**Dataset entries:**
----------------

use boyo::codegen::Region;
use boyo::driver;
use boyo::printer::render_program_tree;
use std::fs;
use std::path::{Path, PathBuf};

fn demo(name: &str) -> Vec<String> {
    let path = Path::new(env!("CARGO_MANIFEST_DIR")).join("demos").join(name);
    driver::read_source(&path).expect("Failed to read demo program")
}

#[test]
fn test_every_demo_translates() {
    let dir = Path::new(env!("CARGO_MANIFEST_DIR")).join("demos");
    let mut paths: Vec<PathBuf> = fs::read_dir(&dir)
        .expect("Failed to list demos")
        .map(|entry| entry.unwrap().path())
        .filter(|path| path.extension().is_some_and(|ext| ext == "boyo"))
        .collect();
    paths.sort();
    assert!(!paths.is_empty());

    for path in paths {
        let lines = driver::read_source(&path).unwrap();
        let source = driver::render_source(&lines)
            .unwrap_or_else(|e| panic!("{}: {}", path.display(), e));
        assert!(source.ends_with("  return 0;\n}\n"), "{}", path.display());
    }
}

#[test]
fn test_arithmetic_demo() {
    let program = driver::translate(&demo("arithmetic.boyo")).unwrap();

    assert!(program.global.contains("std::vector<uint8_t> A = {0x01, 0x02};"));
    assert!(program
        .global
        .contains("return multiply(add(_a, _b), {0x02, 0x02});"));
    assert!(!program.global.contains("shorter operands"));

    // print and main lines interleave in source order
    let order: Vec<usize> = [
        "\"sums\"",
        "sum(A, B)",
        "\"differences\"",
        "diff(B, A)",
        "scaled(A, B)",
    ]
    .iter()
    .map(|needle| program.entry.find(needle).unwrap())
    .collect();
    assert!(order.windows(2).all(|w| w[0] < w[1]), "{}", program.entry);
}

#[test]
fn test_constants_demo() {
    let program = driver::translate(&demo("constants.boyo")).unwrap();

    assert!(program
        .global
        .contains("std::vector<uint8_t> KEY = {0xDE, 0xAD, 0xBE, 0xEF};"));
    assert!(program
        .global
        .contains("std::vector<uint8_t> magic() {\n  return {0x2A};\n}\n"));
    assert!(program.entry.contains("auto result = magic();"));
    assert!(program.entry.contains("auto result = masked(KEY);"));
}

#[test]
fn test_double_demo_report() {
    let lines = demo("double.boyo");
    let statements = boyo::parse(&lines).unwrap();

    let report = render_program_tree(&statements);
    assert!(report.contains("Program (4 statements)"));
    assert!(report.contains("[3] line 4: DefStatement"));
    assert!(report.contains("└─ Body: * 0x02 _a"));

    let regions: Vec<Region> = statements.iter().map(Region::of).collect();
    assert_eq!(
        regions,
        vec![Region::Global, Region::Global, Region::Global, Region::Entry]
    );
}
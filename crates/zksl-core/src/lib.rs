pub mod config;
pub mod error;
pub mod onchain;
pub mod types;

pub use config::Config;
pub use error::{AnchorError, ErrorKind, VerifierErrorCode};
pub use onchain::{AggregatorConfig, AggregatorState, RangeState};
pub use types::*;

----------------

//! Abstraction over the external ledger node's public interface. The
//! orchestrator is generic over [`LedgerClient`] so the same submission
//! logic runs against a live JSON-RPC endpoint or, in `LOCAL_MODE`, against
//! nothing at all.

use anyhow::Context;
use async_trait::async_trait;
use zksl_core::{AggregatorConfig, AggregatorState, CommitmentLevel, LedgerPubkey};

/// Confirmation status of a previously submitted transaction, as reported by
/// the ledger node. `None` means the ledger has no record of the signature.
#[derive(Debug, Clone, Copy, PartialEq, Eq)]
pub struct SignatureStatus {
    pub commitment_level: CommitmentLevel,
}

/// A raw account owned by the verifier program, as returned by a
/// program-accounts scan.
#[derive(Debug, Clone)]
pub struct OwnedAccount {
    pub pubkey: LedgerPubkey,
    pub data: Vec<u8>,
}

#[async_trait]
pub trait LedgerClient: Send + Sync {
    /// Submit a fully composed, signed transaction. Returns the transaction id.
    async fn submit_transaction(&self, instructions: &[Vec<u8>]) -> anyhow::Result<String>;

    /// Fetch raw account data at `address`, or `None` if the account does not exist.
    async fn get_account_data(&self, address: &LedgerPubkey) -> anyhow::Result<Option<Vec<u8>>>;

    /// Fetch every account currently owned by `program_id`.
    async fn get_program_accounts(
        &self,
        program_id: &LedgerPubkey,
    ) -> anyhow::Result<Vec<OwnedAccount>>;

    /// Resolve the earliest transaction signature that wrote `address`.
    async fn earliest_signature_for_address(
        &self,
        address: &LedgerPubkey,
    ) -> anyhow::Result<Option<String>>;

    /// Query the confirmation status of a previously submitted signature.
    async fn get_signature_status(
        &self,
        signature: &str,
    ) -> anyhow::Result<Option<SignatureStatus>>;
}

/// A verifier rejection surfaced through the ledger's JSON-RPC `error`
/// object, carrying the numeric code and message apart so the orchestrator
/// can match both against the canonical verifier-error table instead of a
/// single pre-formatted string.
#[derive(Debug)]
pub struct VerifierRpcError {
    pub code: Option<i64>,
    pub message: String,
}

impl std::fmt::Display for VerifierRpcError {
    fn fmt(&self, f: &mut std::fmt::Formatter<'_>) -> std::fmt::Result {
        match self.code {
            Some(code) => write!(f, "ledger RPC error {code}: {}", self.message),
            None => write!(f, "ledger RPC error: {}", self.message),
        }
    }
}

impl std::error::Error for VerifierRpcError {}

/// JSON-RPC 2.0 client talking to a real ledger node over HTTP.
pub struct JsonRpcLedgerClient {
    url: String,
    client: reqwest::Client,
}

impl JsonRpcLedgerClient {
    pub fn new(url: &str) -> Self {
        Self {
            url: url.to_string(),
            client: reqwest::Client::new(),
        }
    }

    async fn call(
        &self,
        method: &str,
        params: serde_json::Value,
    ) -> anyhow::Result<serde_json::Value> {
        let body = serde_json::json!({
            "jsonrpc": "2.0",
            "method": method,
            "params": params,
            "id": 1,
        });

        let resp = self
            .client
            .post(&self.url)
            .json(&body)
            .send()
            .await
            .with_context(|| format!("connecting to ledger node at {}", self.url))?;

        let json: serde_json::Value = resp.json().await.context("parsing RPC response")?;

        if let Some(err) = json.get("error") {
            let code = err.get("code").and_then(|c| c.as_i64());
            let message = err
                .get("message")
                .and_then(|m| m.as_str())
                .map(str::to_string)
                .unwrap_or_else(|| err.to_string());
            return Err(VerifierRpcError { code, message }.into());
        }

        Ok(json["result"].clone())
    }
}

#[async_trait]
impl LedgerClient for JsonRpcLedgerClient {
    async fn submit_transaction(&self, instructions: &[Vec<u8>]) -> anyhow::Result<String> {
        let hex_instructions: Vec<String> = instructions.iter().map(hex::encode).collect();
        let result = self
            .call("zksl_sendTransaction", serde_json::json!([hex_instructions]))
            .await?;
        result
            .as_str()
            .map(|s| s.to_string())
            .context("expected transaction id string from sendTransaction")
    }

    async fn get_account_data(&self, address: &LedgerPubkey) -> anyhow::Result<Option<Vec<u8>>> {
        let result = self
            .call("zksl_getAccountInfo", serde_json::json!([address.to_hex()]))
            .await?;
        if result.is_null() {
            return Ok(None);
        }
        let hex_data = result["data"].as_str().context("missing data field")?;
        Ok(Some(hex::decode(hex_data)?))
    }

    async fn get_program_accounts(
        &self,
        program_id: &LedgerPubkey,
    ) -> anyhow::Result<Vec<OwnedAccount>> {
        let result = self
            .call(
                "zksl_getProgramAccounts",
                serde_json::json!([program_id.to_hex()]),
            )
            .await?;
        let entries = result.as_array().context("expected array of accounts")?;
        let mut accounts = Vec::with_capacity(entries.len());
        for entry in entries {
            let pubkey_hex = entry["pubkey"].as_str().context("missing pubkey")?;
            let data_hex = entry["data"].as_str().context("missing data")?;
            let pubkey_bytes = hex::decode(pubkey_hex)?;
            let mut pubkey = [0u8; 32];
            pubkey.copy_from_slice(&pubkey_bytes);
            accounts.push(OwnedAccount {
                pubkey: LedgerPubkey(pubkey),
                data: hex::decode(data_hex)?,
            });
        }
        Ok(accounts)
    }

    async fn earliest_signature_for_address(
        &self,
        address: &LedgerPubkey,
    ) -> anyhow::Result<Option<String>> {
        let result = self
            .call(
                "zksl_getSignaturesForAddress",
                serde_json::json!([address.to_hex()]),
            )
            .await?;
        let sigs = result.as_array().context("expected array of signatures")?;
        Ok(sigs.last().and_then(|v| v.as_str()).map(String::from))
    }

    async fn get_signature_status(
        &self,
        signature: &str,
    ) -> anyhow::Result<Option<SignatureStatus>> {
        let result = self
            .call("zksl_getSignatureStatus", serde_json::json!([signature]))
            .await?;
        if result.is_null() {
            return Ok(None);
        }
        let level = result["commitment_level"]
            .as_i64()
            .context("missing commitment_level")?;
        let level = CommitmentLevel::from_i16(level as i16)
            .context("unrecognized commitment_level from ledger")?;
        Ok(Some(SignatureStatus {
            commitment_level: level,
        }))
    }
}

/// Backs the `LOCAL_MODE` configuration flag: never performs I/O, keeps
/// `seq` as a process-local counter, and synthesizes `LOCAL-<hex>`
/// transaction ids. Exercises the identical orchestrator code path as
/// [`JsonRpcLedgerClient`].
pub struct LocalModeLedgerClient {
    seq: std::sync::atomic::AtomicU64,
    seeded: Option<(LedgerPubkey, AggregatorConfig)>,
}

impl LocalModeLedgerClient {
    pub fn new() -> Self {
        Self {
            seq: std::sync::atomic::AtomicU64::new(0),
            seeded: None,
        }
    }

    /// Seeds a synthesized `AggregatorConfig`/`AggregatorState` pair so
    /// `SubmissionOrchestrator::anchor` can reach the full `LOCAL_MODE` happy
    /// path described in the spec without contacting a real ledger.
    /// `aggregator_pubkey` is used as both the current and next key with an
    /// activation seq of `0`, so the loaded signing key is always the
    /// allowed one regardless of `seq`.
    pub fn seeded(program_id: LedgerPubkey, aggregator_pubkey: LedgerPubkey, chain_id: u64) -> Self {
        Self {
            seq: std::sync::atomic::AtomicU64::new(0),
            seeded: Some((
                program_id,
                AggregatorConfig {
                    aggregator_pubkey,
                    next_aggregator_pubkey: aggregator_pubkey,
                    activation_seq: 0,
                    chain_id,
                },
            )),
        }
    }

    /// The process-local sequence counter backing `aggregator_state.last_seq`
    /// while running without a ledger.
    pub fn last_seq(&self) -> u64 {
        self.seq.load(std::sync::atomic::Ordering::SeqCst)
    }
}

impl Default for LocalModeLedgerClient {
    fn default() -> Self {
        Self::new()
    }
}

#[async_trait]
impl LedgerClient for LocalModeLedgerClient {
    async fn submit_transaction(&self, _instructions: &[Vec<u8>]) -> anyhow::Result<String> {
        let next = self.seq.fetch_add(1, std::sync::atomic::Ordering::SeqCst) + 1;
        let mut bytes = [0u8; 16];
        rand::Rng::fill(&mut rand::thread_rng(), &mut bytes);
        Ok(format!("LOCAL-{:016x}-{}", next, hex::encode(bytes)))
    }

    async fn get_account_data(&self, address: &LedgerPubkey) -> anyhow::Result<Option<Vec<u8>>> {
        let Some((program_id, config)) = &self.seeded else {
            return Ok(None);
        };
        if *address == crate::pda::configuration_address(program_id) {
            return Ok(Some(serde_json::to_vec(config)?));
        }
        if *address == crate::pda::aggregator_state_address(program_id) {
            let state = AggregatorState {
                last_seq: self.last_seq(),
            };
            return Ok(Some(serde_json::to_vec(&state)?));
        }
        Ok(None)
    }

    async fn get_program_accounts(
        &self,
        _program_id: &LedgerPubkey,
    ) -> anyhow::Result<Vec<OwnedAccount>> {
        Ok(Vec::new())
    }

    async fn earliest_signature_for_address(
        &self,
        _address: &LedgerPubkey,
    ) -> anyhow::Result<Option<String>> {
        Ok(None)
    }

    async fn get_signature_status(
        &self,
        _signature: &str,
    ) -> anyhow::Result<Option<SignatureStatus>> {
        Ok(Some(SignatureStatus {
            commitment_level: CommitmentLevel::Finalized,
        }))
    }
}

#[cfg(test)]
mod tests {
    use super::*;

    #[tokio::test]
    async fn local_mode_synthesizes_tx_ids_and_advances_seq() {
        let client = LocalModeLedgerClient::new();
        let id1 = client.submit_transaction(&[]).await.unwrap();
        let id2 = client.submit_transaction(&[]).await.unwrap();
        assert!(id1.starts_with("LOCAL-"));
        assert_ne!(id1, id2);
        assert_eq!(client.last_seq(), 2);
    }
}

----------------

Write out each line above with the word "without".

    /// path described in the spec without contacting a real ledger.
    /// while running without a ledger.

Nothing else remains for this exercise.